CMS projects next decade of health expenditures, enrollment: 5 things to know

National health spending is expected to grow at an average annual rate of 5.8 percent over the next decade so that by 2025, healthcare will comprise more than a fifth of the economy, according to new estimates from CMS' Office of the Actuary published Wednesday in Health Affairs.

"Following the initial effects of the Affordable Care Act on healthcare spending and insurance coverage, increases in economic growth, faster growth in medical prices and population aging are expected to be the primary drivers of national health spending and coverage trends over the next decade," Sean Keehan, the study's first author and an economist in the CMS Office of the Actuary, said in a statement.

Here are five takeaways from the CMS report.

1. Last year marked an uptick in national health spending growth, partially attributable to increases in health insurance enrollment.
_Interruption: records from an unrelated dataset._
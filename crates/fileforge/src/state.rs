//! Job lifecycle state machine.
//!
//! Every status write goes through the transition table below; anything not
//! listed is rejected. `Failed` is re-enterable into `Queued` so an operator
//! can retry a job without recreating it.

use serde::{Deserialize, Serialize};

/// Progress checkpoint when the worker begins processing.
pub const PROGRESS_PROCESSING: i64 = 10;
/// Progress checkpoint once all inputs are downloaded.
pub const PROGRESS_DOWNLOADED: i64 = 40;
/// Progress checkpoint once all outputs are uploaded.
pub const PROGRESS_UPLOADED: i64 = 80;
/// Progress checkpoint on completion.
pub const PROGRESS_DONE: i64 = 100;

#[derive(Debug, Clone, Copy, PartialEq, Eq, Hash, Serialize, Deserialize)]
#[serde(rename_all = "SCREAMING_SNAKE_CASE")]
pub enum JobStatus {
    Pending,
    Queued,
    Processing,
    Completed,
    Failed,
}

impl JobStatus {
    pub const ALL: [JobStatus; 5] = [
        JobStatus::Pending,
        JobStatus::Queued,
        JobStatus::Processing,
        JobStatus::Completed,
        JobStatus::Failed,
    ];

    /// Database representation.
    pub fn as_str(&self) -> &'static str {
        match self {
            JobStatus::Pending => "pending",
            JobStatus::Queued => "queued",
            JobStatus::Processing => "processing",
            JobStatus::Completed => "completed",
            JobStatus::Failed => "failed",
        }
    }

    pub fn parse(s: &str) -> Option<JobStatus> {
        match s {
            "pending" => Some(JobStatus::Pending),
            "queued" => Some(JobStatus::Queued),
            "processing" => Some(JobStatus::Processing),
            "completed" => Some(JobStatus::Completed),
            "failed" => Some(JobStatus::Failed),
            _ => None,
        }
    }

    /// States reachable from `self`.
    pub fn valid_targets(&self) -> &'static [JobStatus] {
        match self {
            JobStatus::Pending => &[JobStatus::Queued, JobStatus::Failed],
            JobStatus::Queued => &[JobStatus::Processing, JobStatus::Failed],
            JobStatus::Processing => &[JobStatus::Completed, JobStatus::Failed],
            JobStatus::Completed => &[],
            // Explicit retry path only.
            JobStatus::Failed => &[JobStatus::Queued],
        }
    }

    pub fn is_terminal(&self) -> bool {
        matches!(self, JobStatus::Completed)
    }
}

impl std::fmt::Display for JobStatus {
    fn fmt(&self, f: &mut std::fmt::Formatter<'_>) -> std::fmt::Result {
        f.write_str(self.as_str())
    }
}

/// True iff `from -> to` appears in the transition table.
pub fn is_valid_transition(from: JobStatus, to: JobStatus) -> bool {
    from.valid_targets().contains(&to)
}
CMS estimates national health spending grew 5.5 percent in 2015, reaching $3.2 trillion. This growth marks an increase compared to 5.3 percent growth in 2014. CMS attributes this increase to the newly insured seeking healthcare services, especially since growth slowed in 2015 for medical prices, hospital prices and physician prices.

2. The pace of health insurance enrollment is expected to slow. CMS estimates the 2015 uninsured population declined by 7.2 million, and it projects the uninsured population will drop by an additional 1.6 million in 2016 as more Americans gain insurance. CMS expects the uninsured rate to fall to 8 percent of the population by 2025.     

3. By the end of the next decade, the burden of health spending will shift slightly more into hands of federal, state and local governments. As the full impacts of increased health insurance coverage under the ACA settle in, and more of the population becomes eligible for Medicare, CMS expects governments to take on an additional 3 percentage points of health spending responsibility. This means governments would pay for 47 percent of health spending by 2025, relieving businesses and households of some out-of-pocket costs by the end of the decade.

4. While Medicare spending will continue to accelerate, aggregate national health spending and Medicaid spending are slowing down. National health spending per capita exceeded the $10,000mark this year, but overall growth is expected to slow to 4.8 percent in 2016, primarily due to slowed Medicaid spending. Medicaid spending growth is projected to slow to 5.3 percent, down more than half from an average growth of 10.8 percent in 2014 and 2015. Medicare spending hit $647.3 billion in 2015 and is on the rise in 2016 due to more inpatient service use, but per-enrollee cost growth has remained steady. Medicare is expected to outpace other major payers by 2025 as more baby boomers transition into the program.

5. This year CMS also expects prescription drug spending growth to slow. It anticipates prescription drug spending growth will drop to 6.3 percent this year, from 8.1 percent in 2015 due to a decline in spending on newly approved drugs, such as Hepatitis C drugs.